Life happens when you least expect it, but that doesn’t mean you can’t have a blueprint in your back pocket. To that end, while a good number of our friends are still racking up expensive degrees or swiping left or figuring out what sparks joy, Finn and I have plans. But we don’t only have the same general timeline for our lives, we also have the same dreams, as if we’re dipping into the same bucket list: Run a marathon. Know how to tell a good cabernet from a bad one. Watch every film in the IMDb top 250. Volunteer at the Iditarod. Hike part of the Appalachian Trail. See tulip fields in the Netherlands. Learn how to surf. See the northern lights. Retire by age fifty. Visit every UNESCO World Heritage Site.
We’re starting with the Galápagos. It’s a hellishly expensive trip for two millennials in New York; the cost of the flights alone is exorbitant. But we’ve been saving up for four years, and thanks to a deal I found online, we managed to fit a trip into our budget—one that has us based on a single island, rather than the more expensive island-hopping cruises.
And somewhere on a lava-sand beach, Finn will drop to one knee and I will fall into the ocean of his eyes and say yes, let’s start the rest of our lives.
Although I have a schedule for my life that I have not deviated from, I’m treading water, waiting for the next milestone. I have a job, but not a promotion. I have a boyfriend, but not a family. It’s like when Finn is playing one of his videogames and he can’t quite level up. I’ve visualized, I’ve manifested, I’ve tried to speak it into the universe. Finn is right. I will not let a little hiccup like Kotomi’s uncertainty derail me.
Finn kisses the top of my head. “I’m sorry you lost your painting.”
“I’m sorry you lost your patient.”
He has been idly tangling his fingers with mine. “She was coughing,” he murmurs.
“I thought she was there for her gallbladder.”

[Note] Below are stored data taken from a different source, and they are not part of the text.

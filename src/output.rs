//! Event rendering for terminal output.
//! Human-readable lines go to stderr; `--json` writes one object per line to stdout.

use crate::engine::{Diagnostic, EngineEvent, MatchTier};
use serde_json::{Value, json};
use std::io::{self, Write};
use std::time::Duration;

const DIM: &str = "\x1b[2m";
const BOLD: &str = "\x1b[1m";
const GREEN: &str = "\x1b[32m";
const YELLOW: &str = "\x1b[33m";
const CYAN: &str = "\x1b[36m";
const RESET: &str = "\x1b[0m";

/// Clear the current terminal line (replaces the live interim line)
pub fn clear_line() {
    eprint!("\r\x1b[2K");
}

fn tier_label(tier: MatchTier) -> &'static str {
    match tier {
        MatchTier::Priority => "priority",
        MatchTier::Fallback => "fallback",
    }
}

/// One display line for `event`, without trailing newline.
///
/// Interim text is returned too; [`render_event`] draws it in place.
pub fn format_event(event: &EngineEvent) -> String {
    match event {
        EngineEvent::TranscriptUpdated { text } => text.clone(),
        EngineEvent::InterimTranscript { text } => format!("{DIM}{text}\u{2026}{RESET}"),
        EngineEvent::TriggerDetected {
            trigger,
            matched_text,
            tier,
            ..
        } => format!(
            "{GREEN}{BOLD}trigger{RESET} {GREEN}\"{}\"{RESET} {DIM}[{}] matched \"{matched_text}\"{RESET}",
            trigger.phrase,
            tier_label(*tier)
        ),
        EngineEvent::DisplayCleared => {
            format!("{DIM}\u{2500}\u{2500} cleared \u{2500}\u{2500}{RESET}")
        }
        EngineEvent::PlaybackRequested { trigger } => {
            format!("{CYAN}playback{RESET} \"{}\" ({})", trigger.phrase, trigger.id)
        }
        EngineEvent::Diagnostic(Diagnostic::GuardRejected { phrase, tier }) => format!(
            "{YELLOW}rejected{RESET} {DIM}\"{phrase}\" [{}] failed verification{RESET}",
            tier_label(*tier)
        ),
        EngineEvent::Diagnostic(Diagnostic::PlaybackSuppressed {
            trigger,
            listening,
            playing,
        }) => format!(
            "{YELLOW}suppressed{RESET} {DIM}\"{}\" (listening={listening}, playing={playing}){RESET}",
            trigger.phrase
        ),
    }
}

/// Render an event to stderr.
pub fn render_event(event: &EngineEvent) {
    match event {
        EngineEvent::InterimTranscript { .. } => {
            eprint!("\r\x1b[2K{}", format_event(event));
            io::stderr().flush().ok();
        }
        _ => {
            clear_line();
            eprintln!("{}", format_event(event));
        }
    }
}

/// JSON form of an event, stamped with time since replay start.
pub fn event_json(event: &EngineEvent, elapsed: Duration) -> Value {
    let mut value = match event {
        EngineEvent::TranscriptUpdated { text } | EngineEvent::InterimTranscript { text } => {
            json!({ "text": text })
        }
        EngineEvent::TriggerDetected {
            trigger,
            matched_text,
            tier,
            ..
        } => json!({
            "trigger": trigger,
            "matched_text": matched_text,
            "tier": tier,
        }),
        EngineEvent::DisplayCleared => json!({}),
        EngineEvent::PlaybackRequested { trigger } => json!({ "trigger": trigger }),
        EngineEvent::Diagnostic(Diagnostic::GuardRejected { phrase, tier }) => json!({
            "diagnostic": "guard_rejected",
            "phrase": phrase,
            "tier": tier,
        }),
        EngineEvent::Diagnostic(Diagnostic::PlaybackSuppressed {
            trigger,
            listening,
            playing,
        }) => json!({
            "diagnostic": "playback_suppressed",
            "trigger": trigger,
            "listening": listening,
            "playing": playing,
        }),
    };
    if let Value::Object(map) = &mut value {
        map.insert("event".to_string(), json!(event.kind()));
        map.insert("elapsed_ms".to_string(), json!(elapsed.as_millis() as u64));
    }
    value
}

/// Write an event as one JSON line to stdout.
pub fn print_event_json(event: &EngineEvent, elapsed: Duration) -> io::Result<()> {
    let mut stdout = io::stdout().lock();
    writeln!(stdout, "{}", event_json(event, elapsed))?;
    stdout.flush()
}

#[cfg(test)]
mod tests {
    use super::*;
    use crate::triggers::{TriggerId, TriggerPhrase};
    use std::time::Instant;

    fn trigger() -> TriggerPhrase {
        TriggerPhrase::new(TriggerId::new("default-0"), "good morning", true).unwrap()
    }

    fn all_events() -> Vec<EngineEvent> {
        vec![
            EngineEvent::TranscriptUpdated {
                text: "hello there".to_string(),
            },
            EngineEvent::InterimTranscript {
                text: "and".to_string(),
            },
            EngineEvent::TriggerDetected {
                trigger: trigger(),
                matched_text: "good morning".to_string(),
                tier: MatchTier::Priority,
                at: Instant::now(),
            },
            EngineEvent::DisplayCleared,
            EngineEvent::PlaybackRequested { trigger: trigger() },
            EngineEvent::Diagnostic(Diagnostic::GuardRejected {
                phrase: "good morning".to_string(),
                tier: MatchTier::Fallback,
            }),
            EngineEvent::Diagnostic(Diagnostic::PlaybackSuppressed {
                trigger: trigger(),
                listening: true,
                playing: true,
            }),
        ]
    }

    #[test]
    fn test_render_event_doesnt_panic() {
        for event in all_events() {
            render_event(&event);
        }
    }

    #[test]
    fn test_clear_line_doesnt_panic() {
        clear_line();
    }

    #[test]
    fn test_format_transcript_is_plain() {
        let line = format_event(&EngineEvent::TranscriptUpdated {
            text: "hello there".to_string(),
        });
        assert_eq!(line, "hello there");
    }

    #[test]
    fn test_format_trigger_mentions_phrase_and_tier() {
        let line = format_event(&all_events()[2]);
        assert!(line.contains("good morning"));
        assert!(line.contains("[priority]"));
    }

    #[test]
    fn test_format_playback_includes_id() {
        let line = format_event(&EngineEvent::PlaybackRequested { trigger: trigger() });
        assert!(line.contains("default-0"));
    }

    #[test]
    fn test_event_json_shape() {
        let value = event_json(&all_events()[2], Duration::from_millis(1234));

        assert_eq!(value["event"], "trigger_detected");
        assert_eq!(value["elapsed_ms"], 1234);
        assert_eq!(value["tier"], "priority");
        assert_eq!(value["trigger"]["phrase"], "good morning");
        assert_eq!(value["trigger"]["id"], "default-0");
    }

    #[test]
    fn test_event_json_diagnostics() {
        let value = event_json(&all_events()[5], Duration::ZERO);
        assert_eq!(value["event"], "diagnostic");
        assert_eq!(value["diagnostic"], "guard_rejected");
        assert_eq!(value["tier"], "fallback");

        let value = event_json(&all_events()[6], Duration::ZERO);
        assert_eq!(value["diagnostic"], "playback_suppressed");
        assert_eq!(value["playing"], true);
    }

    #[test]
    fn test_event_json_cleared() {
        let value = event_json(&EngineEvent::DisplayCleared, Duration::from_millis(5));
        assert_eq!(value["event"], "display_cleared");
        assert_eq!(value["elapsed_ms"], 5);
    }
}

“She was. But she was coughing. Everyone could hear it. And I . . .” He looks up at me, ashamed. “I was scared.”
I squeeze Finn’s hand. “You thought she had Covid?”
“Yeah.” He shakes his head. “So instead of going into her room, I checked on two other patients first. And I guess she got sick of waiting . . . and walked off.” He grimaces. “She has a smoker’s cough, and a gallbladder that needs to be removed, and instead of thinking of her health I was thinking of mine.”
“You can’t blame yourself for that.”
“Can’t I? I took an oath. It’s like being a fireman and saying it’s too hot to go into a burning building.”
“I thought there were only nineteen cases in the city.”
“Today,” Finn stresses. “But my attending put the fear of God into us, saying that the emergency department will be swamped by Monday. I spent an hour memorizing how to put on PPE properly.”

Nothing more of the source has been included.